What plane are you dropping that MR2 out of to get it to 160 mph?


----------



## 91 3sgte (Sep 19, 2003)

ummm... well, let's see here... a 91 with a 3sgte in stock form supposedley has a top speed in excess of 140. Well, when I still had the Greddy TD06sh kit in my car as well as greddy intercooler, along with 15psi of boost, I have no doubt it can reach 160!!! However, i parted out the car since i'm selling it... and now i'm stuck with a tiny CT26 with an upgraded compressor wheel (46trim) and a 12 deg. clip. It's slow as hell right now, so in the shape it's in right now... i'd definitely have to drop it off a 747!


----------



## mycarisaser (May 17, 2003)

a 2002 base ser has a rev limiter its set at about 5700 to 5800 rpms thats 127mph. the spec-v doesnt have one.


----------



## nismoB13 (May 20, 2003)

anyone know if theres a speed limiter on a 91-94 sentra GA16, just wondering


----------



## Gsolo (Sep 11, 2003)

91 3sgte said:


> ummm... well, let's see here... a 91 with a 3sgte in stock form supposedley has a top speed in excess of 140. Well, when I still had the Greddy TD06sh kit in my car as well as greddy intercooler, along with 15psi of boost, I have no doubt it can reach 160!!! However, i parted out the car since i'm selling it... and now i'm stuck with a tiny CT26 with an upgraded compressor wheel (46trim) and a 12 deg. clip. It's slow as hell right now, so in the shape it's in right now... i'd definitely have to drop it off a 747!

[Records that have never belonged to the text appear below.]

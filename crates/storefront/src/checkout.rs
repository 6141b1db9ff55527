//! WhatsApp checkout link builder.
//!
//! Checkout is a hand-off: the cart is formatted into a prefilled
//! message and the customer finishes the order in WhatsApp. Nothing is
//! submitted or persisted here.

use mercadito_core::CartItem;

/// Fixed first line of the checkout message.
pub const MESSAGE_PREFIX: &str = "Hola! Quiero pedir:";

const WHATSAPP_BASE_URL: &str = "https://wa.me";

/// Build a `wa.me` deep link for the given cart contents.
///
/// The message is the fixed prefix followed by one `- <name>` line per
/// item in cart order, percent-encoded as the `text` query parameter.
/// Deterministic: the same items and phone always produce the same link.
/// An empty cart yields a prefix-only message, still a well-formed URL.
#[must_use]
pub fn build_whatsapp_link(items: &[CartItem], phone: &str) -> String {
    let mut message = String::from(MESSAGE_PREFIX);
    for item in items {
        message.push_str("\n- ");
        message.push_str(&item.name);
    }

    format!(
        "{WHATSAPP_BASE_URL}/{phone}?text={}",
        urlencoding::encode(&message)
    )
}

you still want your 3sgte?? thinking about swapping one into my fiances Prizm 

and i've heard there is a speed limiter on the ga's but i have no idea at what point if there is one.


----------



## 91 3sgte (Sep 19, 2003)

Gsolo said:


> you still want your 3sgte?? thinking about swapping one into my fiances Prizm
> 
> and i've heard there is a speed limiter on the ga's but i have no idea at what point if there is one.


Sorry man, it's already been sold.


----------